What will you remember when you look back on 2020? In a year full of challenges and struggles, there is still joy to be found amid COVID-19. The pandemic inspired acts of kindness, built morale, and allowed us to make new connections. We are all in this together — and these are the joyful moments 2020 gave small business owners.
1. Kind Tweets
“I am a freelance writer and the owner of my blog. For me, the most joyful experience is receiving words of encouragement from my readers on Twitter.

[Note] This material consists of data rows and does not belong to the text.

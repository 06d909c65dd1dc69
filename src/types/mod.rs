//! Shared data model for the edge aggregator.
//!
//! Everything here is plain data: owned by [`DroneState`](crate::pipeline::DroneState)
//! inside the process, and only ever seen by sensors and the collector as
//! serialized copies.

mod batch;
mod reading;

pub use batch::{Batch, BatchEntry};
pub use reading::{Anomaly, AnomalyTag, Reading, Summary};

use serde::{Deserialize, Serialize};

/// Drone operating mode, driven by the battery simulator.
#[derive(Debug, Clone, Copy, PartialEq, Eq, Default, Serialize, Deserialize)]
pub enum OperatingMode {
    /// Normal operation, batches are forwarded
    #[default]
    Active,
    /// Low battery; ingestion continues, forwarding is suppressed
    Returning,
}

impl OperatingMode {
    pub fn forwarding_allowed(self) -> bool {
        self == OperatingMode::Active
    }
}

impl std::fmt::Display for OperatingMode {
    fn fmt(&self, f: &mut std::fmt::Formatter<'_>) -> std::fmt::Result {
        match self {
            OperatingMode::Active => write!(f, "Active"),
            OperatingMode::Returning => write!(f, "Returning to base"),
        }
    }
}

#[cfg(test)]
mod tests {
    use super::*;

    #[test]
    fn test_default_mode_is_active() {
        assert_eq!(OperatingMode::default(), OperatingMode::Active);
        assert!(OperatingMode::Active.forwarding_allowed());
        assert!(!OperatingMode::Returning.forwarding_allowed());
    }

    #[test]
    fn test_mode_display() {
        assert_eq!(format!("{}", OperatingMode::Active), "Active");
        assert_eq!(format!("{}", OperatingMode::Returning), "Returning to base");
    }
}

I don’t personally know them, but they send me sweet direct messages telling me that they enjoy reading my content and encouraging me to keep on going.” — Bella Wanana, Owner, Bella Wanana
2. Entertaining Kids
“As the COVID-19 pandemic took hold in March this year, we saw that many of our readers were forced into homeschooling kids at short notice and no time to prepare. Our mission is to inspire kids (and adults!) to learn and develop lifelong interest in STEM through fun and play.
We set about creating epic lists of STEM-themed boredom busters and at-home science experiments to help parents across the globe who were stuck at home with bored kids, wondering how to keep them entertained and engage them in learning activities. We were overwhelmed with joy at the positive responses we received from readers, and all the schools, libraries and organizations who shared our STEM activities with their audiences. It filled us with hope and happiness to see that, even in the most challenging of times, parents and children across the world could have fun and learn STEM at home!” — Mark Coster, Owner, STEM Toy Expert
3. Appreciation Notes
“One amazing thing that happened this year came from my employees. They initiated daily appreciation notes and started sending each other messages of support and encouragement regularly. This was particularly important because COVID-19 created a lot of pressure and people were really on the edge.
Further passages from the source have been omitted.